The invention relates to a scanning and detection means, and particularly refers to a simultaneous multiple energy scan system.
The present invention falls in the category of X-Ray inspection equipments normally used in some fields like medical, research, security etc. The technical innovations applied to this system make the device applicable in any field, particularly when it is necessary to investigate simultaneously organic and inorganic materials and a very low radiation is required.
From U.S. Pat. No. 4,873,708 it is known to provide a digital radiographic imaging system with a homogenous screen. The light efficiency of this system is high but the energy efficiency has a peak and saturation occurs, especially if objects of different materials, such a organic and inorganic materials, shall be scanned.
Thus it is an object of the present invention to provide a scanning and detection means, which has an equalized energy efficiency in a wide band of incident radiations.
This object is settled by claim 1. Advantageous developments may be taken from the subclaims.
A rotating spot of low power wideband spectra of radiant energy (X Ray, UV or other radiation) is generated from one source, passes through an object which is to be investigated, and reaches a special screen composed of a mixture of fluorescent components capable of different fluorescent in response to different incident wavelength of radiant energies.
The light generated by this screen is selectively converted into electrical signals and digitized in order to obtain a computerized picture. The image carried out with this multiple frequency radiation and selective light conversion is more accurate than the standard images obtained with other radiation inspection systems and is capable to resolve both organic and inorganic materials in the same picture.
This feature makes it possible to investigate all materials in only one scan period (few seconds for complete human body) so there is no need to rescan the same subject at different energy levels and consequently the object or subject absorbs less radiations.

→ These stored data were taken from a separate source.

impl IdentityTable {
    pub fn new(expiry_ms: u64) -> Self {
        Self {
            records: HashMap::new(),
            names: HashMap::new(),
            connections: HashMap::new(),
            tombstones: HashMap::new(),
            timers: TimerQueue::new(),
            expiry_ms,
        }
    }

    pub fn expiry_ms(&self) -> u64 {
        self.expiry_ms
    }

    pub fn len(&self) -> usize {
        self.records.len()
    }

    pub fn is_empty(&self) -> bool {
        self.records.is_empty()
    }

    pub fn connected_count(&self) -> usize {
        self.connections.len()
    }

    pub fn resolve(&self, fingerprint: &str, name: &str) -> Option<&IdentityRecord> {
        self.records
            .get(&IdentityKey::new(fingerprint, sanitize_name(name)))
    }

    pub fn get(&self, key: &IdentityKey) -> Option<&IdentityRecord> {
        self.records.get(key)
    }

    pub fn for_connection(&self, connection: ConnectionId) -> Option<&IdentityRecord> {
        self.connections
            .get(&connection)
            .and_then(|key| self.records.get(key))
    }

    /// Bind `connection` to `key`, creating the identity on first sight
    pub fn upsert(
        &mut self,
        key: &IdentityKey,
        connection: ConnectionId,
        now_ms: u64,
    ) -> Result<Upsert, IdentityError> {
        if !self.records.contains_key(key) {
            if let Some(holder) = self.names.get(&key.name) {
                if *holder != key.fingerprint {
                    return Err(IdentityError::NameTaken(key.name.clone()));
                }
            }
        }

        // A connection switching identities leaves the old one to expire
        if let Some(other) = self.connections.get(&connection).cloned() {
            if other != *key {
                self.detach(&other, connection, now_ms);
            }
        }

        let result = match self.records.get_mut(key) {
            Some(record) => {
                if let Some(handle) = record.expiry.take() {
                    self.timers.cancel(handle);
                }
                let previous = record.connection.replace(connection);
                if let Some(previous) = previous.filter(|p| *p != connection) {
                    self.connections.remove(&previous);
                }
                Upsert::Reconnected { previous }
            }
            None => {
                self.records
                    .insert(key.clone(), IdentityRecord::new(key.clone(), connection));
                self.names.insert(key.name.clone(), key.fingerprint.clone());
                Upsert::Created
            }
        };

        self.connections.insert(connection, key.clone());
        Ok(result)
    }

    /// Arm the expiry timer; a pending timer is left untouched
    pub fn schedule_expiry(&mut self, key: &IdentityKey, now_ms: u64) -> bool {
        let Some(record) = self.records.get_mut(key) else {
            return false;
        };
        if record.expiry.is_some() {
            return false;
        }
        let handle = self
            .timers
            .schedule(now_ms + self.expiry_ms, IdentityTimer::Expire(key.clone()));
        record.expiry = Some(handle);
        true
    }

    pub fn cancel_expiry(&mut self, key: &IdentityKey) -> bool {
        match self.records.get_mut(key).and_then(|r| r.expiry.take()) {
            Some(handle) => self.timers.cancel(handle),
            None => false,
        }
    }

    /// Handle a closed connection. Connections already replaced by a newer
    /// one are ignored.
    pub fn disconnect(&mut self, connection: ConnectionId, now_ms: u64) -> Option<IdentityKey> {
        let key = self.connections.get(&connection)?.clone();
        self.detach(&key, connection, now_ms);
        Some(key)
    }

    fn detach(&mut self, key: &IdentityKey, connection: ConnectionId, now_ms: u64) {
        self.connections.remove(&connection);
        let is_current = self
            .records
            .get(key)
            .is_some_and(|r| r.connection == Some(connection));
        if is_current {
            if let Some(record) = self.records.get_mut(key) {
                record.connection = None;
            }
            self.schedule_expiry(key, now_ms);
        }
    }

    /// Remove identities whose grace period ran out; also drops stale tombstones
    pub fn poll_expired(&mut self, now_ms: u64) -> Vec<ExpiredIdentity> {
        let mut expired = Vec::new();
        for timer in self.timers.poll(now_ms) {
            match timer {
                IdentityTimer::Expire(key) => {
                    let Some(record) = self.records.remove(&key) else {
                        continue;
                    };
                    if self.names.get(&key.name) == Some(&key.fingerprint) {
                        self.names.remove(&key.name);
                    }
                    expired.push(ExpiredIdentity {
                        key,
                        room: record.room,
                        ship: record.ship,
                    });
                }
                IdentityTimer::DropTombstone(key) => {
                    self.tombstones.remove(&key);
                }
            }
        }
        expired
    }

    /// Remember a ship destroyed on expiry for one more grace period
    pub fn add_tombstone(&mut self, key: IdentityKey, tombstone: Tombstone, now_ms: u64) {
        let handle = self.timers.schedule(
            now_ms + self.expiry_ms,
            IdentityTimer::DropTombstone(key.clone()),
        );
        if let Some((_, old)) = self.tombstones.insert(key, (tombstone, handle)) {
            self.timers.cancel(old);
        }
    }

    pub fn take_tombstone(&mut self, key: &IdentityKey) -> Option<Tombstone> {
        let (tombstone, handle) = self.tombstones.remove(key)?;
        self.timers.cancel(handle);
        Some(tombstone)
    }

    pub fn bind_room(&mut self, key: &IdentityKey, room: RoomId) -> Result<(), IdentityError> {
        self.record_mut(key)?.room = Some(room);
        Ok(())
    }

    pub fn bind_ship(&mut self, key: &IdentityKey, ship: ShipId) -> Result<(), IdentityError> {
        self.record_mut(key)?.ship = Some(ship);
        Ok(())
    }

    /// Clear the ship binding if it still points at `ship`
    pub fn clear_ship(&mut self, key: &IdentityKey, ship: ShipId) -> bool {
        match self.records.get_mut(key) {
            Some(record) if record.ship == Some(ship) => {
                record.ship = None;
                true
            }
            _ => false,
        }
    }

    /// Drop ship bindings in `room` whose ship no longer exists.
    /// Returns the number of repaired mappings.
    pub fn sweep(&mut self, room: RoomId, ship_exists: impl Fn(ShipId) -> bool) -> usize {
        let mut repaired = 0;
        for record in self.records.values_mut() {
            if record.room != Some(room) {
                continue;
            }
            if let Some(ship) = record.ship {
                if !ship_exists(ship) {
                    record.ship = None;
                    repaired += 1;
                }
            }
        }
        repaired
    }

    /// Identities bound to `room`
    pub fn members_of(&self, room: RoomId) -> impl Iterator<Item = &IdentityRecord> {
        self.records.values().filter(move |r| r.room == Some(room))
    }

    fn record_mut(&mut self, key: &IdentityKey) -> Result<&mut IdentityRecord, IdentityError> {
        self.records
            .get_mut(key)
            .ok_or_else(|| IdentityError::Unknown(key.clone()))
    }
}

It has been proposed to provide a scanning and detection means such that it comprises one single energy radiation source and one screen capable to convert the incident energy in light. With this systems it is possible to investigate different materials in the same object, but in the same picture it is possible to resolve materials with only slightly different density, being dependent of the applied energy.
To investigate other materials with very different density it is necessary to change the incident energy and to rescan the object. In any case the types of materials in the same picture are limited by the generated energy and by the type of the used screen. An extension of this apparatus would be to provide two different screens. In this case it is possible to increase the kinds of different density materials visible in the same scan but it is necessary to elaborate and mix the two pictures generated by the two screens.
Because the radiation penetration capability increases when the frequency of the radiation increases, it is necessary to choose the frequency of the applied radiation function of the density of the subject to investigate. E.g. for an X-Ray system it is possible to work with a soft source (few KeV) or with a hard source (hundreds of KeV) and the penetration is very different. More organic or in organic materials are normally used to realize the screen to detect this X-Ray. These materials are normally grouped in phosphors (ZnS, ZnCdS, etc.), rare earth oxides (Gd2O2S:Tb, La2O2S:Eu, (Zn, Cd)S:Ag, Csl:Na, and ZnCdS), oxysalts, silicates (Zn2SiO9, Mn, Y2SiO5: Ce, etc.), etc., which have different energy efficiencies and light emission peaks at different wavelengths, e.g., 420 nm for Lu2SiO5:Ce; 440 nm for GdAlO3:Ce; 480 nm for CdWO4; 560 nm for the Csl;Tl, etc.
Considering the absorption characteristic curve, the emission wavelength and the energy efficiencies for each of this materials, it is possible to generate one mixture of this, capable of converting to light a wideband of incident radiation of interest for the particularly inspection without peak of saturation.
Because of the very large number of these materials there are infinite possible combinations and it is possible to generate a general purpose screen (e.g. working from 70 to 160 KeV) or to realize a particular screen capable to highlight one subband of incident energy with respect to another and so on. This allows to investigate practically all materials (organic and/or inorganic) because of the possibility to reduce the high different density in relatively low difference in light.
The proposed invention uses only one energy source capable to generate a low power wideband spectra of energy in order to penetrate simultaneously all different density materials and only one screen, composed of a mixture of different fluorescent materials, capable of converting the different incident spectra of energy into different levels of light (or colors). This allows to resolve in the same picture organic and inorganic materials with very high difference in density. The image reconstruction is proposed with a linear scan system, but it is also possible with an areal system.